"The protectors", Michael Horse (Yaqui,Mescalero,Apache,Zuni)
The Harvard Project on American Indian Economic Development also provides a thorough analysis of the development of sovereignty issues over the last several decades and an important consideration of sovereignty as one of the critical components of nation building:
"If we look back at the activist Indian politics of the 1960s and 1970s, it is apparent that sovereignty was the core issue at stake. Who could call the shots in Indian Country? Would the federal government continue to make decisions for tribes, to promote its own version of the tribal future, to control the use of tribal resources, and to wield veto power over tribal actions, or would Indian nations be allowed to govern themselves? The self-determination policy launched formally in 1975 and attendant court decisions and legislative actions answered that question, at least in the abstract. The sovereignty of the Indian nations was affirmed…
This left tribes with two major tasks. First, they have had to assert
the sovereignty promised by policy. Against the entrenched interests of the federal governments, and the efforts of numerous other interests making claims to tribal resources, tribes have had to struggle to make their sovereign status a practical reality, to turn the abstract promise of sovereignty embedded in the self-determination policy into genuine decision-making power. This has not been easy. It has involved court battles, lobbying in congress, and in some cases a good deal of chutzpah as tribes have seized control to their affairs, displacing defeat and other decision makers.

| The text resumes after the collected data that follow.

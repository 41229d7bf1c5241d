//! Vaultline CLI - command-line front end for a hosted password vault

mod backend;
mod output;

use anyhow::{bail, Result};
use backend::Backend;
use clap::{Parser, Subcommand};
use rpassword::prompt_password;
use std::path::PathBuf;
use tracing::info;
use tracing_subscriber::EnvFilter;
use vaultline_core::{
    generate_passphrase, generate_password, AuthState, Credentials, EntryForm,
    PasswordGeneratorConfig, Screen,
};

#[derive(Parser)]
#[command(name = "vaultline")]
#[command(about = "Hosted password vault from the command line", long_about = None)]
struct Cli {
    /// Use the built-in demo account and sample data (nothing is saved)
    #[arg(long, global = true)]
    demo: bool,

    /// Path to configuration file
    #[arg(short, long, global = true)]
    config: Option<PathBuf>,

    /// Show informational log output
    #[arg(short, long, global = true)]
    verbose: bool,

    #[command(subcommand)]
    command: Commands,
}

#[derive(Subcommand)]
enum Commands {
    /// Sign in to the vault
    Login {
        #[arg(long)]
        email: Option<String>,
    },

    /// Create an account and sign in
    Signup {
        #[arg(long)]
        email: Option<String>,
    },

    /// Sign out and forget the stored session
    Logout,

    /// Show whether a session is active
    Status,

    /// List entries
    List {
        /// Show passwords in plain text
        #[arg(long)]
        show_passwords: bool,

        /// Only favorites
        #[arg(long)]
        favorites: bool,

        /// Only entries in this category
        #[arg(long)]
        category: Option<String>,

        /// Print the categories in use instead of the entries
        #[arg(long, conflicts_with_all = ["show_passwords", "favorites", "category"])]
        categories: bool,
    },

    /// Search entries by title, username or url
    Search {
        query: String,

        #[arg(long)]
        show_passwords: bool,
    },

    /// Show one entry
    Show {
        /// Entry id or unique id prefix
        id: String,

        /// Show the password in plain text
        #[arg(long)]
        reveal: bool,
    },

    /// Add a new entry
    Add {
        #[arg(long)]
        title: String,

        #[arg(long)]
        username: String,

        /// Password (will prompt if neither this nor --generate is given)
        #[arg(long, conflicts_with = "generate")]
        password: Option<String>,

        /// Use a generated password
        #[arg(long)]
        generate: bool,

        #[arg(long)]
        url: Option<String>,

        #[arg(long)]
        notes: Option<String>,

        #[arg(long)]
        category: Option<String>,

        #[arg(long)]
        favorite: bool,
    },

    /// Change fields of an existing entry
    Edit {
        /// Entry id or unique id prefix
        id: String,

        #[arg(long)]
        title: Option<String>,

        #[arg(long)]
        username: Option<String>,

        #[arg(long, conflicts_with = "generate")]
        password: Option<String>,

        /// Replace the password with a generated one
        #[arg(long)]
        generate: bool,

        #[arg(long, conflicts_with = "clear_url")]
        url: Option<String>,

        #[arg(long)]
        clear_url: bool,

        #[arg(long, conflicts_with = "clear_notes")]
        notes: Option<String>,

        #[arg(long)]
        clear_notes: bool,

        #[arg(long, conflicts_with = "clear_category")]
        category: Option<String>,

        #[arg(long)]
        clear_category: bool,

        /// Set or unset the favorite flag
        #[arg(long)]
        favorite: Option<bool>,
    },

    /// Delete an entry
    Delete {
        /// Entry id or unique id prefix
        id: String,

        /// Skip the confirmation prompt
        #[arg(short, long)]
        yes: bool,
    },

    /// Record that an entry was just used
    Use {
        /// Entry id or unique id prefix
        id: String,
    },

    /// Generate a password without storing it
    Generate {
        #[arg(short, long, default_value_t = 16)]
        length: usize,

        #[arg(long)]
        no_symbols: bool,

        #[arg(long)]
        no_uppercase: bool,

        #[arg(long)]
        no_digits: bool,

        /// Generate a passphrase of this many words instead
        #[arg(long)]
        words: Option<usize>,
    },
}

#[tokio::main]
async fn main() -> Result<()> {
    let cli = Cli::parse();

    let level = if cli.verbose { "info" } else { "warn" };
    tracing_subscriber::fmt()
        .with_env_filter(EnvFilter::from_default_env().add_directive(level.parse()?))
        .with_writer(std::io::stderr)
        .init();

    // Generation needs no backend.
    if let Commands::Generate {
        length,
        no_symbols,
        no_uppercase,
        no_digits,
        words,
    } = cli.command
    {
        let config = generator_config(length, no_symbols, no_uppercase, no_digits);
        return print_generated(&config, words);
    }

    let mut backend = if cli.demo {
        info!("Using demo backend");
        Backend::demo().await?
    } else {
        Backend::connect(cli.config.as_deref()).await?
    };

    run(&mut backend, cli.command).await
}

fn generator_config(
    length: usize,
    no_symbols: bool,
    no_uppercase: bool,
    no_digits: bool,
) -> PasswordGeneratorConfig {
    PasswordGeneratorConfig::default()
        .length(length)
        .with_symbols(!no_symbols)
        .with_uppercase(!no_uppercase)
        .with_digits(!no_digits)
}

fn print_generated(config: &PasswordGeneratorConfig, words: Option<usize>) -> Result<()> {
    let generated = match words {
        Some(count) => generate_passphrase(count, "-")?,
        None => generate_password(config)?,
    };
    println!("{}", generated);
    Ok(())
}

fn read_credentials(email: Option<String>) -> Result<Credentials> {
    let email = match email {
        Some(email) => email,
        None => output::prompt_line("Email")?,
    };
    let password = prompt_password("Password: ")?;
    Ok(Credentials::new(email, password))
}

async fn run(backend: &mut Backend, command: Commands) -> Result<()> {
    match command {
        Commands::Login { email } => {
            let credentials = read_credentials(email)?;
            let session = backend.gate.login(&credentials).await?;
            println!(
                "Signed in as {}",
                session.email.as_deref().unwrap_or(session.principal_id.as_str())
            );
        }
        Commands::Signup { email } => {
            let credentials = read_credentials(email)?;
            let confirm = prompt_password("Confirm password: ")?;
            if confirm != credentials.password {
                bail!("Passwords do not match");
            }
            let session = backend.gate.register(&credentials).await?;
            println!("Account created for {}", session.principal_id);
        }
        Commands::Logout => {
            backend.gate.logout().await;
            println!("Signed out");
        }
        Commands::Status => match (backend.gate.screen(), backend.gate.state()) {
            (Screen::Vault, AuthState::Authenticated(session)) => {
                println!("Signed in as {}", session.principal_id);
                if let Some(email) = &session.email {
                    println!("  email:   {}", email);
                }
                if let Some(expires_at) = session.expires_at {
                    println!("  expires: {}", expires_at.format("%Y-%m-%d %H:%M UTC"));
                }
            }
            _ => println!("Not signed in"),
        },
        Commands::List {
            show_passwords,
            favorites,
            category,
            categories,
        } => {
            let mut view = backend.open_vault().await?;
            if categories {
                output::print_categories(&view);
                return Ok(());
            }
            view.set_favorites_only(favorites);
            view.set_category(category);
            output::print_entries(&view, show_passwords);
        }
        Commands::Search {
            query,
            show_passwords,
        } => {
            let mut view = backend.open_vault().await?;
            view.set_query(query);
            output::print_entries(&view, show_passwords);
        }
        Commands::Show { id, reveal } => {
            let view = backend.open_vault().await?;
            let entry = output::find_entry(&view, &id)?;
            println!("{}", vaultline_core::EntryCard::new(entry).reveal(reveal));
        }
        Commands::Add {
            title,
            username,
            password,
            generate,
            url,
            notes,
            category,
            favorite,
        } => {
            let mut form = EntryForm {
                title,
                username,
                url: url.unwrap_or_default(),
                notes: notes.unwrap_or_default(),
                category: category.unwrap_or_default(),
                favorite,
                ..EntryForm::new()
            };
            match password {
                Some(password) => form.password = password,
                None if generate => form.generate_password(&PasswordGeneratorConfig::default())?,
                None => form.password = prompt_password("Password: ")?,
            }
            let entry = form.into_new_entry()?;

            let mut view = backend.open_vault().await?;
            let added = view.add(entry).await;
            output::print_notices(&mut view);
            let added = added?;
            println!("{}", vaultline_core::EntryCard::new(&added).reveal(generate));
        }
        Commands::Edit {
            id,
            title,
            username,
            password,
            generate,
            url,
            clear_url,
            notes,
            clear_notes,
            category,
            clear_category,
            favorite,
        } => {
            let mut view = backend.open_vault().await?;
            let original = output::find_entry(&view, &id)?.clone();

            let mut form = EntryForm::from_entry(&original);
            if let Some(title) = title {
                form.title = title;
            }
            if let Some(username) = username {
                form.username = username;
            }
            if let Some(password) = password {
                form.password = password;
            }
            if generate {
                form.generate_password(&PasswordGeneratorConfig::default())?;
            }
            if let Some(url) = url {
                form.url = url;
            }
            if clear_url {
                form.url.clear();
            }
            if let Some(notes) = notes {
                form.notes = notes;
            }
            if clear_notes {
                form.notes.clear();
            }
            if let Some(category) = category {
                form.category = category;
            }
            if clear_category {
                form.category.clear();
            }
            if let Some(favorite) = favorite {
                form.favorite = favorite;
            }

            let patch = form.changes_from(&original)?;
            let updated = view.edit(&original.id, patch).await;
            output::print_notices(&mut view);
            let updated = updated?;
            println!("{}", vaultline_core::EntryCard::new(&updated).reveal(generate));
        }
        Commands::Delete { id, yes } => {
            let mut view = backend.open_vault().await?;
            let entry = output::find_entry(&view, &id)?.clone();

            if !yes && !output::confirm(&format!("Delete \"{}\"?", entry.title))? {
                println!("Cancelled");
                return Ok(());
            }

            let deleted = view.delete(&entry.id).await;
            output::print_notices(&mut view);
            deleted?;
        }
        Commands::Use { id } => {
            let mut view = backend.open_vault().await?;
            let entry_id = output::find_entry(&view, &id)?.id.clone();

            let used = view.mark_used(&entry_id).await;
            output::print_notices(&mut view);
            used?;
        }
        Commands::Generate {
            length,
            no_symbols,
            no_uppercase,
            no_digits,
            words,
        } => {
            let config = generator_config(length, no_symbols, no_uppercase, no_digits);
            print_generated(&config, words)?;
        }
    }

    Ok(())
}
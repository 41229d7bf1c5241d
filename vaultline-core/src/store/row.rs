//! Row adapter between [`CredentialEntry`] and the backend table layout.
//!
//! Column names live here and nowhere else. Rows written by older schema
//! revisions may lack `favorite`, `category` or `last_used`; those read back
//! as their defaults.

use crate::entry::{CredentialEntry, EntryId, EntryPatch, NewEntry, PrincipalId};
use chrono::{DateTime, Utc};
use serde::{Deserialize, Serialize};

pub const COL_ID: &str = "id";
pub const COL_OWNER: &str = "user_id";
pub const COL_CREATED_AT: &str = "created_at";

/// A row as returned by the table API.
#[derive(Debug, Clone, Deserialize)]
pub struct EntryRow {
    pub id: String,
    pub user_id: String,
    pub title: String,
    pub username: String,
    pub password: String,
    #[serde(default)]
    pub url: Option<String>,
    #[serde(default)]
    pub notes: Option<String>,
    #[serde(default)]
    pub category: Option<String>,
    #[serde(default)]
    pub favorite: Option<bool>,
    pub created_at: DateTime<Utc>,
    #[serde(default)]
    pub updated_at: Option<DateTime<Utc>>,
    #[serde(default)]
    pub last_used: Option<DateTime<Utc>>,
}

impl From<EntryRow> for CredentialEntry {
    fn from(row: EntryRow) -> Self {
        // Rows that never recorded an update fall back to their creation time.
        let updated_at = row
            .updated_at
            .map(|at| at.max(row.created_at))
            .unwrap_or(row.created_at);

        CredentialEntry {
            id: EntryId::new(row.id),
            owner_id: PrincipalId::new(row.user_id),
            title: row.title,
            username: row.username,
            password: row.password,
            url: row.url.filter(|u| !u.is_empty()),
            notes: row.notes.filter(|n| !n.is_empty()),
            category: row.category.filter(|c| !c.is_empty()),
            favorite: row.favorite.unwrap_or(false),
            created_at: row.created_at,
            updated_at,
            last_used_at: row.last_used,
        }
    }
}

/// Body of an insert. The backend assigns `id`.
#[derive(Debug, Clone, Serialize)]
pub struct InsertRow {
    pub user_id: String,
    pub title: String,
    pub username: String,
    pub password: String,
    pub url: Option<String>,
    pub notes: Option<String>,
    pub category: Option<String>,
    pub favorite: bool,
    pub created_at: DateTime<Utc>,
    pub updated_at: DateTime<Utc>,
}

impl InsertRow {
    pub fn new(owner: &PrincipalId, entry: NewEntry, now: DateTime<Utc>) -> Self {
        Self {
            user_id: owner.as_str().to_string(),
            title: entry.title,
            username: entry.username,
            password: entry.password,
            url: entry.url,
            notes: entry.notes,
            category: entry.category,
            favorite: entry.favorite,
            created_at: now,
            updated_at: now,
        }
    }
}

/// Body of a partial update; absent fields are not sent at all.
#[derive(Debug, Clone, Default, Serialize)]
pub struct PatchRow {
    #[serde(skip_serializing_if = "Option::is_none")]
    pub title: Option<String>,
    #[serde(skip_serializing_if = "Option::is_none")]
    pub username: Option<String>,
    #[serde(skip_serializing_if = "Option::is_none")]
    pub password: Option<String>,
    #[serde(skip_serializing_if = "Option::is_none")]
    pub url: Option<Option<String>>,
    #[serde(skip_serializing_if = "Option::is_none")]
    pub notes: Option<Option<String>>,
    #[serde(skip_serializing_if = "Option::is_none")]
    pub category: Option<Option<String>>,
    #[serde(skip_serializing_if = "Option::is_none")]
    pub favorite: Option<bool>,
    #[serde(skip_serializing_if = "Option::is_none")]
    pub updated_at: Option<DateTime<Utc>>,
    #[serde(skip_serializing_if = "Option::is_none")]
    pub last_used: Option<DateTime<Utc>>,
}

impl PatchRow {
    /// Edit of the supplied fields, stamping `updated_at`.
    pub fn edit(patch: EntryPatch, now: DateTime<Utc>) -> Self {
        Self {
            title: patch.title,
            username: patch.username,
            password: patch.password,
            url: patch.url,
            notes: patch.notes,
            category: patch.category,
            favorite: patch.favorite,
            updated_at: Some(now),
            last_used: None,
        }
    }

    /// Touch `last_used` only.
    pub fn used(now: DateTime<Utc>) -> Self {
        Self {
            last_used: Some(now),
            ..Self::default()
        }
    }
}

/// PostgREST equality filter value.
pub fn eq(value: &str) -> String {
    format!("eq.{}", value)
}
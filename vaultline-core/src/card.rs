//! Entry card - textual presentation of one entry.

use crate::entry::CredentialEntry;
use std::fmt;

const MASK: &str = "••••••••";

/// Display wrapper for an entry. The password is masked unless revealed;
/// the mask has a fixed width so it does not leak the length.
pub struct EntryCard<'a> {
    entry: &'a CredentialEntry,
    reveal: bool,
}

impl<'a> EntryCard<'a> {
    pub fn new(entry: &'a CredentialEntry) -> Self {
        Self {
            entry,
            reveal: false,
        }
    }

    pub fn reveal(mut self, reveal: bool) -> Self {
        self.reveal = reveal;
        self
    }

    pub fn password(&self) -> &str {
        if self.reveal {
            &self.entry.password
        } else {
            MASK
        }
    }

    /// Host part of the entry's url, if any.
    pub fn host(&self) -> Option<&str> {
        self.entry.url.as_deref().and_then(url_host)
    }
}

/// `https://user@www.example.com:8443/login?x` -> `www.example.com`
fn url_host(url: &str) -> Option<&str> {
    let rest = url.split_once("://").map_or(url, |(_, rest)| rest);
    let authority = rest.split(['/', '?', '#']).next().unwrap_or(rest);
    let host = authority.rsplit('@').next().unwrap_or(authority);
    let host = host.split(':').next().unwrap_or(host);

    if host.is_empty() {
        None
    } else {
        Some(host)
    }
}

impl fmt::Display for EntryCard<'_> {
    fn fmt(&self, f: &mut fmt::Formatter<'_>) -> fmt::Result {
        let entry = self.entry;
        let star = if entry.favorite { "★ " } else { "" };
        write!(f, "{}{}", star, entry.title)?;
        if let Some(category) = &entry.category {
            write!(f, " [{}]", category)?;
        }
        writeln!(f, "  ({})", entry.id)?;

        writeln!(f, "  username: {}", entry.username)?;
        writeln!(f, "  password: {}", self.password())?;
        if let Some(host) = self.host() {
            writeln!(f, "  site:     {}", host)?;
        }
        if let Some(notes) = &entry.notes {
            writeln!(f, "  notes:    {}", notes)?;
        }
        match entry.last_used_at {
            Some(at) => write!(f, "  last used {}", at.format("%Y-%m-%d %H:%M")),
            None => write!(f, "  never used"),
        }
    }
}

#[cfg(test)]
mod tests {
    use super::*;
    use crate::entry::{EntryId, PrincipalId};
    use chrono::Utc;

    fn entry() -> CredentialEntry {
        let now = Utc::now();
        CredentialEntry {
            id: EntryId::new("e1"),
            owner_id: PrincipalId::new("alice"),
            title: "GitHub".to_string(),
            username: "alice".to_string(),
            password: "hunter2".to_string(),
            url: Some("https://github.com/login".to_string()),
            notes: None,
            category: Some("work".to_string()),
            favorite: true,
            created_at: now,
            updated_at: now,
            last_used_at: None,
        }
    }

    #[test]
    fn test_password_masked_by_default() {
        let entry = entry();
        let text = EntryCard::new(&entry).to_string();
        assert!(!text.contains("hunter2"));
        assert!(text.contains(MASK));
        assert!(text.starts_with("★ GitHub [work]"));
        assert!(text.contains("site:     github.com"));
        assert!(text.ends_with("never used"));
    }

    #[test]
    fn test_reveal_shows_password() {
        let entry = entry();
        let card = EntryCard::new(&entry).reveal(true);
        assert_eq!(card.password(), "hunter2");
    }

    #[test]
    fn test_url_host() {
        assert_eq!(url_host("github.com"), Some("github.com"));
        assert_eq!(
            url_host("https://user@www.example.com:8443/a?b"),
            Some("www.example.com")
        );
        assert_eq!(url_host("https://"), None);
    }
}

Second, tribes have had to back up their assertions of self- governance with the ability to govern effectively. It is one thing to have the power to govern, it is another to deliver effective governance. The shift in governance from outsiders to tribes—a shift that many tribes have not been able to make—puts the spotlight directly on tribal capability. This is a fact the opponents of tribal sovereignty have been quick to point out, pouncing on every indication of tribal incapacity or incompetence in tribal government.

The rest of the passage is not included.